March Madness - More on Spring Training Baseball: The Washington Nationals whipped up on Houston tonight, by a 16-2 total. This follows the Nats' thrashing of the Mets last Saturday, by a 13-1 score. It's just Spring training, but the Nats are showing a surprising degree of explosiveness. Ryan Zimmerman and Christian Guzman continued their hot hitting. Ryan Church, refusing to conceded the left-field job to Chris Snelling, finally awoke from his coma. Church had a three for five, five RBI day, that included his first home run of the Spring. Jerome Williams and Lavelle Speigner shut down the Astros' bats, as Williams allowed just two unearned runs.

One interesting development was the positioning of Kory Casto at first base -- his debut there. Though he went 0 for 2 at the plate, Casto showed some ability to adapt to this new fielding position by starting one double play. Perhaps this is the position for the youngster. He can spend most of the year learning the position at Columbus. This would allow the Nats to deal Nick Johnson after the All-Star break. Johnson is a classic, consistent baseball player, when healthy -- and still the Nats' best player. He is a slick fielder, and hits for a high average. However, Johnson is no longer a young up-and-comer. He doesn't have the power stroke one would like to see in a first baseman. His greatest value to the Nats' rebuilding plan may be as trade bait. I'd love to see an infield with Zimmerman and Casto at the corners, next season.

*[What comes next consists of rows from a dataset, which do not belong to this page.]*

//! Registry emitter.
//!
//! Turns an [`AggregationResult`] into the source text of the generated
//! registry. Output is a pure function of the result, the emitter settings and
//! the supplied timestamp: declarations are sorted by name (then module)
//! before keys are derived, and imports are grouped per module in
//! lexicographic order, so identical input always renders identical bytes.

use std::collections::{BTreeMap, BTreeSet};
use std::error::Error as _;

use chrono::{DateTime, SecondsFormat, Utc};
use heck::ToShoutySnakeCase;
use serde::Serialize;
use tera::{Context, Tera};

use super::aggregate::{AggregationResult, OverrideBinding};
use super::contract::{CandidateDeclaration, DEFAULT_DESERIALIZE_CONSTRUCTOR};
use crate::error::{CodegenError, Result};

pub const DEFAULT_CODEC_NAME: &str = "AppCodec";
pub const DEFAULT_MAP_TYPE: &str = "HashMap<String, serde_json::Value>";
pub const GENERATOR_NAME: &str = "codec-registry-gen";

const TEMPLATE_NAME: &str = "registry.rs";
const TEMPLATE: &str = include_str!("templates/registry.rs.tera");

/// Header line carrying the render timestamp.
const GENERATED_AT_PREFIX: &str = "// Generated at: ";

const FALLBACK_ENCODER: &str = "PassThroughEncoder";
const FALLBACK_DECODER: &str = "PassThroughDecoder";

#[derive(Debug, Clone, PartialEq, Eq)]
pub struct EmitterConfig {
    pub codec_name: String,
    /// Full map type behind the `EncodableMap` alias.
    pub map_type: String,
    pub deserialize_constructor: String,
}

impl Default for EmitterConfig {
    fn default() -> Self {
        Self {
            codec_name: DEFAULT_CODEC_NAME.to_string(),
            map_type: DEFAULT_MAP_TYPE.to_string(),
            deserialize_constructor: DEFAULT_DESERIALIZE_CONSTRUCTOR.to_string(),
        }
    }
}

/// Two declarations that resolved to the same registry key. The later one in
/// sorted order wins.
#[derive(Debug, Clone, PartialEq, Eq, Serialize)]
pub struct KeyCollision {
    pub key: String,
    pub kept: String,
    pub shadowed: String,
}

#[derive(Debug, Clone)]
pub struct RenderedRegistry {
    pub source: String,
    pub collisions: Vec<KeyCollision>,
}

#[derive(Serialize)]
struct RegistryContext<'a> {
    generator: &'a str,
    generated_at: String,
    declaration_count: usize,
    module_count: usize,
    imports: Vec<String>,
    map_type: &'a str,
    codec_name: &'a str,
    instance_name: String,
    deserialize_constructor: &'a str,
    entries: Vec<EntryContext>,
    encoder: ConverterContext,
    decoder: ConverterContext,
}

#[derive(Serialize)]
struct EntryContext {
    /// Rust string literal of the registry key.
    key: String,
    type_name: String,
}

#[derive(Serialize)]
struct ConverterContext {
    type_name: String,
    expr: String,
    fallback: bool,
}

impl ConverterContext {
    fn resolve(binding: Option<&OverrideBinding>, fallback: &str) -> Self {
        match binding {
            Some(binding) => Self {
                type_name: binding.name.clone(),
                expr: format!("{}::default()", binding.name),
                fallback: false,
            },
            None => Self {
                type_name: fallback.to_string(),
                expr: fallback.to_string(),
                fallback: true,
            },
        }
    }
}

pub struct RegistryEmitter {
    config: EmitterConfig,
    tera: Tera,
}

impl RegistryEmitter {
    pub fn new(config: EmitterConfig) -> Result<Self> {
        let mut tera = Tera::default();
        tera.autoescape_on(Vec::new());
        tera.add_raw_template(TEMPLATE_NAME, TEMPLATE)
            .map_err(|err| CodegenError::Template(err.to_string()))?;
        Ok(Self { config, tera })
    }

    pub fn config(&self) -> &EmitterConfig {
        &self.config
    }

    /// Render the registry source. Refuses an empty result.
    pub fn render(
        &self,
        result: &AggregationResult,
        generated_at: DateTime<Utc>,
    ) -> Result<RenderedRegistry> {
        if result.is_empty() {
            return Err(CodegenError::EmptyRegistry);
        }

        let candidates = sorted_candidates(&result.candidates);
        let collisions = find_collisions(&candidates);

        let imports = import_lines(
            &candidates,
            [result.serializer.as_ref(), result.deserializer.as_ref()],
        );
        let module_count = candidates
            .iter()
            .map(|c| c.module())
            .collect::<BTreeSet<_>>()
            .len();

        let context = RegistryContext {
            generator: GENERATOR_NAME,
            generated_at: generated_at.to_rfc3339_opts(SecondsFormat::Secs, true),
            declaration_count: candidates.len(),
            module_count,
            imports,
            map_type: &self.config.map_type,
            codec_name: &self.config.codec_name,
            instance_name: self.config.codec_name.to_shouty_snake_case(),
            deserialize_constructor: &self.config.deserialize_constructor,
            entries: candidates
                .iter()
                .map(|c| EntryContext {
                    key: format!("{:?}", c.registry_key()),
                    type_name: c.name().to_string(),
                })
                .collect(),
            encoder: ConverterContext::resolve(result.serializer.as_ref(), FALLBACK_ENCODER),
            decoder: ConverterContext::resolve(result.deserializer.as_ref(), FALLBACK_DECODER),
        };

        let context = Context::from_serialize(&context)
            .map_err(|err| CodegenError::Template(err.to_string()))?;
        let source = self
            .tera
            .render(TEMPLATE_NAME, &context)
            .map_err(|err| CodegenError::Template(render_error_chain(&err)))?;

        syn::parse_file(&source).map_err(|err| CodegenError::RenderedInvalid(err.to_string()))?;

        Ok(RenderedRegistry { source, collisions })
    }
}

/// Timestamp recorded in the header of a previously rendered registry.
pub fn generated_at(source: &str) -> Option<DateTime<Utc>> {
    source
        .lines()
        .take(3)
        .find_map(|line| line.strip_prefix(GENERATED_AT_PREFIX))
        .and_then(|stamp| DateTime::parse_from_rfc3339(stamp.trim()).ok())
        .map(|stamp| stamp.with_timezone(&Utc))
}

fn sorted_candidates(candidates: &[CandidateDeclaration]) -> Vec<&CandidateDeclaration> {
    let mut sorted: Vec<_> = candidates.iter().collect();
    sorted.sort_by(|a, b| a.name().cmp(b.name()).then_with(|| a.module().cmp(b.module())));
    sorted
}

fn find_collisions(sorted: &[&CandidateDeclaration]) -> Vec<KeyCollision> {
    let mut owners: BTreeMap<&str, &CandidateDeclaration> = BTreeMap::new();
    let mut collisions = Vec::new();
    for &candidate in sorted {
        if let Some(previous) = owners.insert(candidate.registry_key(), candidate) {
            collisions.push(KeyCollision {
                key: candidate.registry_key().to_string(),
                kept: qualified(candidate.module(), candidate.name()),
                shadowed: qualified(previous.module(), previous.name()),
            });
        }
    }
    collisions
}

/// One `use module::{A, B};` line per module, modules and names sorted.
fn import_lines<'a>(
    candidates: &[&'a CandidateDeclaration],
    overrides: [Option<&'a OverrideBinding>; 2],
) -> Vec<String> {
    let mut modules: BTreeMap<&str, BTreeSet<&str>> = BTreeMap::new();
    for candidate in candidates {
        modules
            .entry(candidate.module())
            .or_default()
            .insert(candidate.name());
    }
    for binding in overrides.into_iter().flatten() {
        modules
            .entry(binding.module.as_str())
            .or_default()
            .insert(binding.name.as_str());
    }

    modules
        .into_iter()
        .map(|(module, names)| {
            let names = names.into_iter().collect::<Vec<_>>();
            if let [single] = names.as_slice() {
                format!("use {module}::{single};")
            } else {
                format!("use {module}::{{{}}};", names.join(", "))
            }
        })
        .collect()
}

fn qualified(module: &str, name: &str) -> String {
    format!("{module}::{name}")
}

fn render_error_chain(err: &tera::Error) -> String {
    let mut message = err.to_string();
    let mut source = err.source();
    while let Some(cause) = source {
        message.push_str(": ");
        message.push_str(&cause.to_string());
        source = cause.source();
    }
    message
}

More March Madness: What is up with the New York Mets? O.K., Spring training results don't mean much, but what if the team goes virtually zero-for-the Spring? Only Tampa Bay has won fewer games than the Mets so far this Spring. The Mets got pasted again today. Glavine, Maine and Pefrey look fine in their starting rotation, but Hernandez does not, and Oliver Perez seems hit-and-miss. They actually got a good outing today from Aaron Sele, who is still in the running for a rotation spot. Sele outpitched John Smoltz, but Scott Schoeneweis gave up the winning run, and Billy Wagner was knocked around for five runs in his one inning of work.

The biggest danger signs for the Mets have been at the plate. Their hitting has been almost uniformly anemic. The young stars Jose Reyes and David Wright have strong averages, as does rookie outfield candidate Lastings Milledge, and Jose Valentin seems to have cemented his second base job. While Carlos Beltran has had a decent Spring, the other big-name veterans, including Moises Alou, Shawn Green, Paul LoDuca, and Carlos Delgado, are all batting at or below the .200 Mendoza line. These struggling vets are not young guys -- perhaps it will just take them a little longer to get started. Still, manager Willie Randolph has to be wondering if they will be able to turn it on when the season starts. Ditto for his bullpen, which has been atrocious during the exhibition games.

Finally: The Red Sox have given up on the Jon Papelbon experiment. Right now, the guy belongs in their bullpen. He was unbeatable last year as their closer -- the strength of the team. This Spring, with Papelbon in the rotation, the closer's spot was shaping up to be the biggest weakness for this year's team. Jon Lester looks like he'll be ready to start later this season. In the meantime, Tavarez is a better option for the Sox as a starter than as the closer. Props to the Red Sox' management for showing the flexibility and good sense to change direction when it was needed.